Shaved Asparagus Pizza with No-Rise Crust

FINALLY....Spring has made it to Cincinnati. It is gorgeous outside, and I am trying to soak it all up. That's why I jumped at my first chance to eat lunch on my balcony, using my new (to me) bistro set for the first time. It turned into an elegant little affair involving just little ole me.

This pizza is Spring in a pan. I've always loved asparagus, but never really thought to put it on a pizza. Of course this "recipe" is really more of a suggestion, as with all pizza, just add what you have! Deb added green onions, which I think would be lovely, but I didn't have any on hand. I simply added a pinch of crushed red peppers and some minced garlic, because garlic makes everything better. You could also add some lemon zest or other spring veggies, though I think too much would take away from the delicate asparagus. 

The no-rise crust has been a favorite of mine the past few months. If I can have a delicious homemade pizza in the amount of time it takes to preheat the oven, I am down. I've found that I prefer to bake it in a cast iron skillet, but you could also bake it on a parchment lined baking sheet. 

Happy Sunday everyone! 

P.S. um...so yeah...I definitely spilled my water on the tablecloth cutting the pizza. Excuse the water spots! :)

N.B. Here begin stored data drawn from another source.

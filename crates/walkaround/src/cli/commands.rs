//! CLI command definitions.
//!
//! This module defines the structure of all CLI subcommands.

use std::path::PathBuf;

use chrono::NaiveDate;
use clap::{ArgGroup, Args, Subcommand, ValueEnum};

/// Inspect command arguments.
#[derive(Debug, Args)]
pub struct InspectCommand {
    /// Name of the driver carrying out the inspection
    #[arg(short, long)]
    pub driver: String,

    /// Truck or fleet number
    #[arg(short, long)]
    pub truck: String,

    /// Inspection date (YYYY-MM-DD), defaults to now
    #[arg(long, value_name = "DATE")]
    pub date: Option<NaiveDate>,

    /// Mark a checklist item as done (repeatable)
    #[arg(short, long = "item", value_name = "ITEM")]
    pub items: Vec<String>,

    /// Toggle every item of a category (repeatable)
    #[arg(long = "category", value_name = "NAME")]
    pub categories: Vec<String>,

    /// Mark every checklist item as done
    #[arg(short, long, conflicts_with = "categories")]
    pub all: bool,

    /// Free-text comments for the report
    #[arg(long)]
    pub comments: Option<String>,

    /// Output format
    #[arg(short, long, value_enum, default_value = "plain")]
    pub format: OutputFormat,
}

/// Catalog command arguments.
#[derive(Debug, Args)]
pub struct CatalogCommand {
    /// Output format
    #[arg(short, long, value_enum, default_value = "plain")]
    pub format: OutputFormat,
}

/// History command arguments.
#[derive(Debug, Args)]
pub struct HistoryCommand {
    /// Output format
    #[arg(short, long, value_enum, default_value = "table")]
    pub format: OutputFormat,
}

/// Show command arguments.
#[derive(Debug, Args)]
pub struct ShowCommand {
    /// Record id or unique id prefix
    pub id: String,

    /// Output format
    #[arg(short, long, value_enum, default_value = "plain")]
    pub format: OutputFormat,
}

/// Delete command arguments.
#[derive(Debug, Args)]
#[command(group(ArgGroup::new("target").required(true).args(["ids", "indices"])))]
pub struct DeleteCommand {
    /// Record ids or unique id prefixes
    pub ids: Vec<String>,

    /// Delete by position in the history list (repeatable)
    #[arg(long = "index", value_name = "N")]
    pub indices: Vec<usize>,
}

/// Export command arguments.
#[derive(Debug, Args)]
pub struct ExportCommand {
    /// Record id or unique id prefix
    pub id: String,

    /// Directory to write the PDF into, defaults to `report.export_dir`
    #[arg(short, long, value_name = "DIR")]
    pub output: Option<PathBuf>,
}

/// Status command arguments.
#[derive(Debug, Args)]
pub struct StatusCommand {
    /// Output as JSON
    #[arg(short, long)]
    pub json: bool,
}

/// Configuration commands.
#[derive(Debug, Subcommand)]
pub enum ConfigCommand {
    /// Show current configuration
    Show {
        /// Output as JSON
        #[arg(short, long)]
        json: bool,
    },

    /// Show the configuration file path
    Path,

    /// Validate configuration
    Validate {
        /// Path to configuration file to validate
        #[arg(short, long)]
        file: Option<PathBuf>,
    },
}

/// Output format for commands.
#[derive(Debug, Clone, Copy, PartialEq, Eq, Default, ValueEnum)]
pub enum OutputFormat {
    /// Plain text output
    #[default]
    Plain,
    /// Formatted table
    Table,
    /// JSON output
    Json,
}

#[cfg(test)]
mod tests {
    use super::*;

    #[test]
    fn test_output_format_default() {
        assert_eq!(OutputFormat::default(), OutputFormat::Plain);
    }

    #[test]
    fn test_status_command_debug() {
        let cmd = StatusCommand { json: true };
        let debug_str = format!("{cmd:?}");
        assert!(debug_str.contains("json"));
    }

    #[test]
    fn test_inspect_command_debug() {
        let cmd = InspectCommand {
            driver: "John".to_string(),
            truck: "1234".to_string(),
            date: None,
            items: vec!["Tires".to_string()],
            categories: Vec::new(),
            all: false,
            comments: None,
            format: OutputFormat::Plain,
        };
        let debug_str = format!("{cmd:?}");
        assert!(debug_str.contains("driver"));
        assert!(debug_str.contains("Tires"));
    }

    #[test]
    fn test_delete_command_debug() {
        let cmd = DeleteCommand {
            ids: Vec::new(),
            indices: vec![0, 2],
        };
        let debug_str = format!("{cmd:?}");
        assert!(debug_str.contains("indices"));
    }

    #[test]
    fn test_config_command_debug() {
        let cmd = ConfigCommand::Show { json: false };
        let debug_str = format!("{cmd:?}");
        assert!(debug_str.contains("Show"));
    }

    #[test]
    fn test_output_format_debug() {
        let format = OutputFormat::Json;
        let debug_str = format!("{format:?}");
        assert_eq!(debug_str, "Json");
    }
}
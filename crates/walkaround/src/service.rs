//! Application entry points.
//!
//! [`WalkAround`] wires the catalog, the persisted collection and report
//! generation together and exposes the operations a front end needs:
//! start and submit an inspection, browse and delete history, export a
//! record as a PDF.

use std::path::PathBuf;

use tracing::{error, info};
use uuid::Uuid;

use crate::catalog::Catalog;
use crate::config::Config;
use crate::error::{Error, Result};
use crate::export::{DirectoryExportSink, ExportArtifact, ExportSink};
use crate::gateway::{CodecFailure, RecordGateway};
use crate::record::Record;
use crate::records::RecordStore;
use crate::report::{self, ReportOptions};
use crate::session::ChecklistSession;
use crate::storage::{KeyValueStore, SqliteStore, StorageStats};

/// The inspection application over a key-value store.
#[derive(Debug)]
pub struct WalkAround<S> {
    catalog: Catalog,
    gateway: RecordGateway<S>,
    report: ReportOptions,
    export_dir: PathBuf,
}

impl WalkAround<SqliteStore> {
    /// Open the application with the database named by `config`.
    ///
    /// # Errors
    ///
    /// Returns an error if the database cannot be opened.
    pub fn open(config: &Config) -> Result<Self> {
        let store = SqliteStore::open(config.database_path())?;
        Ok(Self::with_store(store, config))
    }

    /// Statistics about the backing database.
    ///
    /// # Errors
    ///
    /// Returns an error if the database cannot be queried.
    pub fn stats(&self) -> Result<StorageStats> {
        self.gateway.store().stats()
    }
}

impl<S: KeyValueStore> WalkAround<S> {
    /// Create the application over an already opened store.
    pub fn with_store(store: S, config: &Config) -> Self {
        Self {
            catalog: Catalog::standard(),
            gateway: RecordGateway::new(
                store,
                config.storage.records_key.clone(),
                CodecFailure::from_config(config),
            ),
            report: ReportOptions::from_config(config),
            export_dir: config.export_dir(),
        }
    }

    /// The checklist catalog.
    #[must_use]
    pub fn catalog(&self) -> &Catalog {
        &self.catalog
    }

    /// The gateway to the persisted collection.
    #[must_use]
    pub fn gateway(&self) -> &RecordGateway<S> {
        &self.gateway
    }

    /// Begin a new, empty inspection dated now.
    #[must_use]
    pub fn start_inspection(&self) -> ChecklistSession<'_> {
        ChecklistSession::new(&self.catalog)
    }

    /// Validate `session` and persist the resulting record.
    ///
    /// # Errors
    ///
    /// Returns [`Error::Validation`] if the session is incomplete, or a
    /// persistence error if the record cannot be saved.
    pub fn submit(&self, session: &ChecklistSession<'_>) -> Result<Record> {
        session.validate_and_submit(&self.gateway)
    }

    /// Open the record history for listing and deletion.
    ///
    /// # Errors
    ///
    /// Returns an error if the collection cannot be loaded.
    pub fn records(&self) -> Result<RecordStore<'_, S>> {
        RecordStore::open(&self.gateway)
    }

    /// All saved records in submission order.
    ///
    /// # Errors
    ///
    /// Returns an error if the collection cannot be loaded.
    pub fn view_history(&self) -> Result<Vec<Record>> {
        Ok(self.records()?.list().to_vec())
    }

    /// The record with `id`.
    ///
    /// # Errors
    ///
    /// Returns [`Error::RecordNotFound`] if there is no such record.
    pub fn view_record(&self, id: Uuid) -> Result<Record> {
        self.records()?
            .get(id)
            .cloned()
            .ok_or_else(|| Error::record_not_found(id))
    }

    /// The record matching a full id or unique id prefix.
    ///
    /// # Errors
    ///
    /// Returns [`Error::RecordNotFound`] or [`Error::AmbiguousRecord`].
    pub fn resolve_record(&self, reference: &str) -> Result<Record> {
        self.records()?.resolve(reference).cloned()
    }

    /// Delete the record with `id`. Returns `false` if it did not exist.
    ///
    /// # Errors
    ///
    /// Returns an error if the collection cannot be loaded or saved.
    pub fn delete_record(&self, id: Uuid) -> Result<bool> {
        self.records()?.delete(id)
    }

    /// Delete records by position in the history list.
    ///
    /// # Errors
    ///
    /// Returns an error if the collection cannot be loaded or saved.
    pub fn delete_records_at(&self, indices: &[usize]) -> Result<usize> {
        self.records()?.delete_at(indices)
    }

    /// Render the record with `id` as a PDF.
    ///
    /// # Errors
    ///
    /// Returns [`Error::RecordNotFound`] if there is no such record.
    pub fn export_record(&self, id: Uuid) -> Result<ExportArtifact> {
        let record = self.view_record(id)?;
        Ok(report::generate(&record, &self.catalog, &self.report))
    }

    /// Render the record with `id` and hand it to `sink`.
    ///
    /// Delivery failures are logged and reported as `None`.
    ///
    /// # Errors
    ///
    /// Returns [`Error::RecordNotFound`] if there is no such record.
    pub fn share_record(&self, id: Uuid, sink: &dyn ExportSink) -> Result<Option<PathBuf>> {
        let artifact = self.export_record(id)?;
        match sink.deliver(&artifact) {
            Ok(path) => {
                info!("Exported record {} to {}", id, path.display());
                Ok(Some(path))
            }
            Err(e) => {
                error!("Failed to export record {}: {}", id, e);
                Ok(None)
            }
        }
    }

    /// The sink for `report.export_dir`.
    #[must_use]
    pub fn default_sink(&self) -> DirectoryExportSink {
        DirectoryExportSink::new(&self.export_dir)
    }
}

Shaved Asparagus Pizza with No-Rise Pizza Crust

Ingredients 

Crust
1/2 cup water, heated to 110 degrees
2 teaspoons olive oil
1 1/2 teaspoons sugar
1 1/8 teaspoon instant yeast
1 3/8 cup all-purpose flour
1/2 tsp. sea salt

Shaved Asparagus Pizza Topping
1/2 pound asparagus
1 clove garlic, chopped
1/4 cup grated Parmesan
1/2 pound mozzarella, shredded or cut into small cubes
2 teaspoons olive oil
1/2 teaspoon coarse salt
Pinch of crushed red pepper
Several grinds black pepper 
Optional Toppings: lemon zest, poached eggs, chopped green onions (sprinkle after pizza bakes), etc. 
 
Directions

Preheat oven to 500°

First prepare the pizza crust. Whisk water, oil, sugar, and yeast in a bowl. Allow yeast to proof for 5 minutes. Add flour and salt to yeast mixture, and stir until combined. Quickly knead dough until it comes together. If baking in a cast iron, press dough into lightly oiled skillet. If baking on a baking sheet, roll dough out on a lightly floured surface, then place on a parchment lined baking sheet.

Next, prepare asparagus. Wash asparagus, but don't snap off ends. Holding a single asparagus spear by its tough end, lay it flat on a cutting board and using a vegetable peeler (even my dull ikea one did the job!). Create long shavings of asparagus by drawing the peeler from the base to the top of the stalk. Repeat with remaining stalks. Discard tough ends. Toss peelings with olive oil, salt, red pepper flakes, and pepper in a bowl.

Now it's time to assemble the pizza. Sprinkle pizza dough with Parmesan, mozzarella, and garlic. Pile asparagus on top. Bake pizza for 10 to 15 minutes, or until edges are browned, the cheese is bubbly and the asparagus is lightly charred. Remove from the oven, slice, and eat.